Meanwhile, we have genuine moral challenges that require hard choices. There are plenty of real dilemmas to address this campaign season. In terms of total job growth, San Luis Obispo County has recovered from the Great Recession even better than California or the U.S. as a whole, and green energy and building, design, and construction sectors have grown 20 percent from 2010 to 2014, according to BW Research. However, our agricultural and tourism-driven economy has contributed to a “low-wage recovery” and created a massive jobs-housing mismatch.
While the relatively few Tier 1 careers (attorneys, physicians, scientists) and wealthy retirees are driving the housing market, most employees in the county are earning wages below state averages. As a result, even high-tech manufacturing and other high-wage employers have trouble filling positions because of the scarcity of housing at entry-level wages. We have a moral obligation to plan responsibly, to reduce economic inequalities, and to incorporate a long-term housing policy as part of a broader environmental policy that also addresses our water crisis.
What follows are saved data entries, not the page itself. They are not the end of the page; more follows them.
//! Authentication and authorization primitives.
//!
//! - [`token`] -- signing and verification shared by every JWT kind.
//! - [`session`] -- access and refresh tokens of connected users.
//! - [`magic_link`] -- convention and establishment magic links.
//! - [`password`] -- Argon2id hashing and the registration password policy.

pub mod magic_link;
pub mod password;
pub mod session;
pub mod token;

/// Integer environment variable with a default.
///
/// # Panics
///
/// Panics if the variable is set but is not an integer.
fn env_i64(name: &str, default: i64) -> i64 {
    match std::env::var(name) {
        Ok(value) => value
            .parse()
            .unwrap_or_else(|_| panic!("{name} must be a valid i64")),
        Err(_) => default,
    }
}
It looks as though we will have to wait until after the elections to get serious, but I’m putting on my boots and doing my best.
Michael Latner is a political science professor and Master of Public Policy Program director at Cal Poly. He contributes to Rhetoric & Reason, an opinion column about local politics and the issues affecting the Central Coast, in rotation with Al Fonzi, chairman of the Republican Party of SLO County. Send comments through the editor at email@example.com.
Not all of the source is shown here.